▶ What the exercise asks
Every line in the listing below from the one with "g.width = patch.width.unwrap_or(g.width);" through the one with "every other one." is to be reproduced exactly, both ends included; leave out the rest.

▶ Records provided
use rand::rngs::StdRng;
use rand::{Rng, SeedableRng};

use super::{Geometry, Point, Viewport, WindowMode, WindowRecord, ZOrder};
use crate::constants::{
    DEFAULT_WINDOW_HEIGHT, DEFAULT_WINDOW_WIDTH, OPEN_BASE_X, OPEN_BASE_Y, OPEN_JITTER_X,
    OPEN_JITTER_Y,
};
use crate::dock::normalize_address;
use crate::layout::floating::{
    HeaderDrag, InteractionSession, ResizeDrag, ResizeEdge, apply_drag, apply_resize,
};

/// Partial update merged into a window by [`WindowManager::update`].
#[derive(Debug, Clone, Default, PartialEq, Eq)]
pub struct WindowPatch {
    pub title: Option<String>,
    pub url: Option<String>,
    pub x: Option<i32>,
    pub y: Option<i32>,
    pub width: Option<i32>,
    pub height: Option<i32>,
}

impl WindowPatch {
    pub fn position(x: i32, y: i32) -> Self {
        Self {
            x: Some(x),
            y: Some(y),
            ..Self::default()
        }
    }

    pub fn geometry(geometry: Geometry) -> Self {
        Self {
            x: Some(geometry.x),
            y: Some(geometry.y),
            width: Some(geometry.width),
            height: Some(geometry.height),
            ..Self::default()
        }
    }
}

/// Registry of floating windows plus the pointer controller that moves them.
///
/// Windows are kept in creation order; paint/focus order is derived from
/// each record's `z_index`, which is drawn from a counter that only ever
/// grows.
#[derive(Debug)]
pub struct WindowManager {
    windows: Vec<WindowRecord>,
    z_order: ZOrder,
    viewport: Viewport,
    session: Option<InteractionSession>,
    rng: StdRng,
}

impl WindowManager {
    pub fn new(viewport: Viewport) -> Self {
        Self::with_rng(viewport, StdRng::from_entropy())
    }

    /// Deterministic open offsets, for tests and replays.
    pub fn with_seed(viewport: Viewport, seed: u64) -> Self {
        Self::with_rng(viewport, StdRng::seed_from_u64(seed))
    }

    fn with_rng(viewport: Viewport, rng: StdRng) -> Self {
        Self {
            windows: Vec::new(),
            z_order: ZOrder::new(),
            viewport,
            session: None,
            rng,
        }
    }

    pub fn viewport(&self) -> Viewport {
        self.viewport
    }

    /// Adopt a new viewport size: fullscreen windows re-fill it, the rest
    /// are pulled back inside.
    pub fn set_viewport(&mut self, viewport: Viewport) {
        if self.viewport == viewport {
            return;
        }
        tracing::debug!(
            width = viewport.width,
            height = viewport.height,
            "viewport changed"
        );
        self.viewport = viewport;
        for window in &mut self.windows {
            window.geometry = match window.mode {
                WindowMode::Fullscreen { .. } => viewport.full(),
                _ => window.geometry.clamped_to(viewport),
            };
        }
    }

    pub fn windows(&self) -> &[WindowRecord] {
        &self.windows
    }

    pub fn len(&self) -> usize {
        self.windows.len()
    }

    pub fn is_empty(&self) -> bool {
        self.windows.is_empty()
    }

    pub fn get(&self, id: &str) -> Option<&WindowRecord> {
        self.windows.iter().find(|w| w.id == id)
    }

    fn get_mut(&mut self, id: &str) -> Option<&mut WindowRecord> {
        self.windows.iter_mut().find(|w| w.id == id)
    }

    /// Highest z-index handed out so far.
    pub fn z_counter(&self) -> i32 {
        self.z_order.current()
    }

    /// Windows sorted bottom-to-top.
    pub fn draw_order(&self) -> Vec<&WindowRecord> {
        let mut ordered: Vec<&WindowRecord> = self.windows.iter().collect();
        ordered.sort_by_key(|w| w.z_index);
        ordered
    }

    /// Topmost window that is not minimized.
    pub fn focused(&self) -> Option<&WindowRecord> {
        self.windows
            .iter()
            .filter(|w| !w.is_minimized())
            .max_by_key(|w| w.z_index)
    }

    pub fn minimized(&self) -> Vec<&WindowRecord> {
        let mut chips: Vec<&WindowRecord> =
            self.windows.iter().filter(|w| w.is_minimized()).collect();
        chips.sort_by_key(|w| w.z_index);
        chips
    }

    /// Open a window for an app. The origin gets a random nudge so repeated
    /// opens do not land exactly on top of each other.
    pub fn open(&mut self, title: impl Into<String>, url: impl Into<String>) -> String {
        let id = self.generate_id();
        let x = OPEN_BASE_X + self.rng.gen_range(0..OPEN_JITTER_X);
        let y = OPEN_BASE_Y + self.rng.gen_range(0..OPEN_JITTER_Y);
        let geometry = Geometry::new(x, y, DEFAULT_WINDOW_WIDTH, DEFAULT_WINDOW_HEIGHT)
            .clamped_to(self.viewport);
        let z_index = self.next_z();
        let record = WindowRecord {
            id: id.clone(),
            title: title.into(),
            url: url.into(),
            geometry,
            z_index,
            mode: WindowMode::Normal,
        };
        tracing::debug!(window_id = %id, title = %record.title, z_index, "opened window");
        self.windows.push(record);
        id
    }

    fn next_z(&mut self) -> i32 {
        if let Some(z_index) = self.z_order.next() {
            return z_index;
        }
        self.compact_z_order();
        self.z_order.next().unwrap_or(i32::MAX)
    }

    /// Renumber stacking as `1..=n` in the current order.
    fn compact_z_order(&mut self) {
        let mut order: Vec<usize> = (0..self.windows.len()).collect();
        order.sort_by_key(|&i| self.windows[i].z_index);
        let mut top = 0;
        for (rank, i) in order.into_iter().enumerate() {
            top = i32::try_from(rank + 1).unwrap_or(i32::MAX);
            self.windows[i].z_index = top;
        }
        self.z_order.rebase(top);
        tracing::debug!(windows = self.windows.len(), "compacted z order");
    }

    fn generate_id(&self) -> String {
        let mut stamp = chrono::Utc::now().timestamp_millis();
        loop {
            let id = stamp.to_string();
            if self.get(&id).is_none() {
                return id;
            }
            stamp += 1;
        }
    }

    pub fn close(&mut self, id: &str) -> Option<WindowRecord> {
        let pos = self.windows.iter().position(|w| w.id == id)?;
        self.end_session_for(id);
        let removed = self.windows.remove(pos);
        tracing::debug!(window_id = %id, "closed window");
        Some(removed)
    }

    /// Merge `patch` into the window. Sizes are floored; while fullscreen
    /// only title and url are taken.
    pub fn update(&mut self, id: &str, patch: WindowPatch) -> bool {
        let viewport = self.viewport;
        let Some(window) = self.get_mut(id) else {
            return false;
        };
        if let Some(title) = patch.title {
            window.title = title;
        }
        if let Some(url) = patch.url {
            window.url = url;
        }
        if window.is_fullscreen() {
            return true;
        }
        let g = &mut window.geometry;
        g.x = patch.x.unwrap_or(g.x);
        g.y = patch.y.unwrap_or(g.y);
        g.width = patch.width.unwrap_or(g.width);
        g.height = patch.height.unwrap_or(g.height);
        *g = g.floored().clamped_to(viewport);
        true
    }

    /// Point the window at whatever the user typed in its address bar.
    pub fn navigate(&mut self, id: &str, input: &str) -> bool {
        let url = normalize_address(input);
        self.update(
            id,
            WindowPatch {
                url: Some(url),
                ..WindowPatch::default()
            },
        )
    }

    /// Raise a window above every other one.
    pub fn focus(&mut self, id: &str) -> Option<i32> {
        self.get(id)?;
        let z_index = self.next_z();
        let window = self.get_mut(id)?;
        window.z_index = z_index;
        tracing::trace!(window_id = %id, z_index, "focused window");
        Some(z_index)
    }

    /// Bring the bottom-most visible window to the front.
    pub fn cycle_focus(&mut self) -> Option<String> {
        let id = self
            .windows
            .iter()
            .filter(|w| !w.is_minimized())
            .min_by_key(|w| w.z_index)?
            .id
            .clone();
        self.focus(&id)?;
        Some(id)
    }

    pub fn minimize(&mut self, id: &str) -> bool {
        let Some(window) = self.get(id) else {
            return false;
        };
        if window.is_minimized() {
            return false;
        }
        self.end_session_for(id);
        let Some(window) = self.get_mut(id) else {
            return false;
        };
        if let WindowMode::Fullscreen { saved } = window.mode {
            window.geometry = saved;
        }
        window.mode = WindowMode::Minimized;
        tracing::debug!(window_id = %id, "minimized window");
        true
    }

    pub fn restore(&mut self, id: &str) -> bool {
        let viewport = self.viewport;
        let Some(window) = self.get_mut(id) else {
            return false;
        };
        if !window.is_minimized() {
            return false;
        }
        window.mode = WindowMode::Normal;
        window.geometry = window.geometry.clamped_to(viewport);
        self.focus(id);
        tracing::debug!(window_id = %id, "restored window");
        true
    }

    pub fn toggle_minimize(&mut self, id: &str) -> bool {
        match self.get(id) {
            Some(w) if w.is_minimized() => self.restore(id),
            Some(_) => self.minimize(id),
            None => false,
        }
    }

    /// Enter fullscreen (stashing the current geometry) or leave it
    /// (restoring exactly what was stashed).
    pub fn toggle_fullscreen(&mut self, id: &str) -> bool {
        if self.get(id).is_none() {
            return false;
        }
        self.end_session_for(id);
        let viewport = self.viewport;
        let Some(window) = self.get_mut(id) else {
            return false;
        };
        match window.mode {
            WindowMode::Fullscreen { saved } => {
                window.geometry = saved;
                window.mode = WindowMode::Normal;
                tracing::debug!(window_id = %id, "left fullscreen");
            }
            WindowMode::Normal | WindowMode::Minimized => {
                window.mode = WindowMode::Fullscreen {
                    saved: window.geometry,
                };
                window.geometry = viewport.full();
                tracing::debug!(window_id = %id, "entered fullscreen");
            }
        }
        self.focus(id);
        true
    }

    pub fn session(&self) -> Option<&InteractionSession> {
        self.session.as_ref()
    }

    pub fn is_interacting(&self) -> bool {
        self.session.is_some()
    }

    fn can_start_session(&self, id: &str) -> bool {
        if self.session.is_some() {
            return false;
        }
        matches!(self.get(id), Some(w) if matches!(w.mode, WindowMode::Normal))
    }

    /// Pointer pressed on a window's header: focus it and start dragging.
    pub fn pointer_down_header(&mut self, id: &str, pointer: Point) -> bool {
        if self.session.is_none() {
            self.focus(id);
        }
        if !self.can_start_session(id) {
            return false;
        }
        let Some(window) = self.get(id) else {
            return false;
        };
        let offset = Point::new(pointer.x - window.geometry.x, pointer.y - window.geometry.y);
        self.session = Some(InteractionSession::Drag(HeaderDrag {
            id: id.to_string(),
            offset,
        }));
        true
    }

    /// Pointer pressed on one of a window's resize handles.
    pub fn pointer_down_edge(&mut self, id: &str, edge: ResizeEdge, pointer: Point) -> bool {
        if self.session.is_none() {
            self.focus(id);
        }
        if !self.can_start_session(id) {
            return false;
        }
        let Some(window) = self.get(id) else {
            return false;
        };
        self.session = Some(InteractionSession::Resize(ResizeDrag {
            id: id.to_string(),
            edge,
            start: window.geometry,
            start_pointer: pointer,
        }));
        true
    }

    /// Pointer moved while a session is held.
    pub fn pointer_move(&mut self, pointer: Point) -> bool {
        let Some(session) = self.session.clone() else {
            return false;
        };
        let viewport = self.viewport;
        let Some(window) = self.get_mut(session.window_id()) else {
            self.session = None;
            return false;
        };
        if !matches!(window.mode, WindowMode::Normal) {
            return false;
        }
        window.geometry = match &session {
            InteractionSession::Drag(drag) => {
                apply_drag(window.geometry, drag.offset, pointer, viewport)
            }
            InteractionSession::Resize(resize) => apply_resize(
                resize.start,
                resize.edge,
                resize.start_pointer,
                pointer,
                viewport,
            ),
        };
        true
    }

    /// Pointer released: end the session and report which window it moved.
    pub fn pointer_up(&mut self) -> Option<String> {
        let session = self.session.take()?;
        Some(session.window_id().to_string())
    }

    /// Drop any session without applying further movement.
    pub fn cancel_interaction(&mut self) {
        if let Some(session) = self.session.take() {
            tracing::trace!(window_id = %session.window_id(), "interaction cancelled");
        }
    }

    fn end_session_for(&mut self, id: &str) {
        if self
            .session
            .as_ref()
            .is_some_and(|session| session.window_id() == id)
        {
            self.session = None;
        }
    }

    /// Swap the whole registry, e.g. when another project becomes current.
    /// The z counter is raised past every loaded index and never lowered.
    pub fn replace_windows(&mut self, records: Vec<WindowRecord>) {
        self.cancel_interaction();
        let viewport = self.viewport;
        let mut windows: Vec<WindowRecord> = Vec::with_capacity(records.len());
        for mut record in records {
            if windows.iter().any(|w| w.id == record.id) {
                tracing::warn!(window_id = %record.id, "dropping duplicate window id");
                continue;
            }
            record.geometry = match record.mode {
                WindowMode::Fullscreen { .. } => viewport.full(),
                _ => record.geometry.floored().clamped_to(viewport),
            };
            if let WindowMode::Fullscreen { saved } = record.mode {
                record.mode = WindowMode::Fullscreen {
                    saved: saved.floored(),
                };
            }
            self.z_order.observe(record.z_index);
            windows.push(record);
        }
        self.windows = windows;
    }
}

▶ Result of the task
        g.width = patch.width.unwrap_or(g.width);
        g.height = patch.height.unwrap_or(g.height);
        *g = g.floored().clamped_to(viewport);
        true
    }

    /// Point the window at whatever the user typed in its address bar.
    pub fn navigate(&mut self, id: &str, input: &str) -> bool {
        let url = normalize_address(input);
        self.update(
            id,
            WindowPatch {
                url: Some(url),
                ..WindowPatch::default()
            },
        )
    }

    /// Raise a window above every other one.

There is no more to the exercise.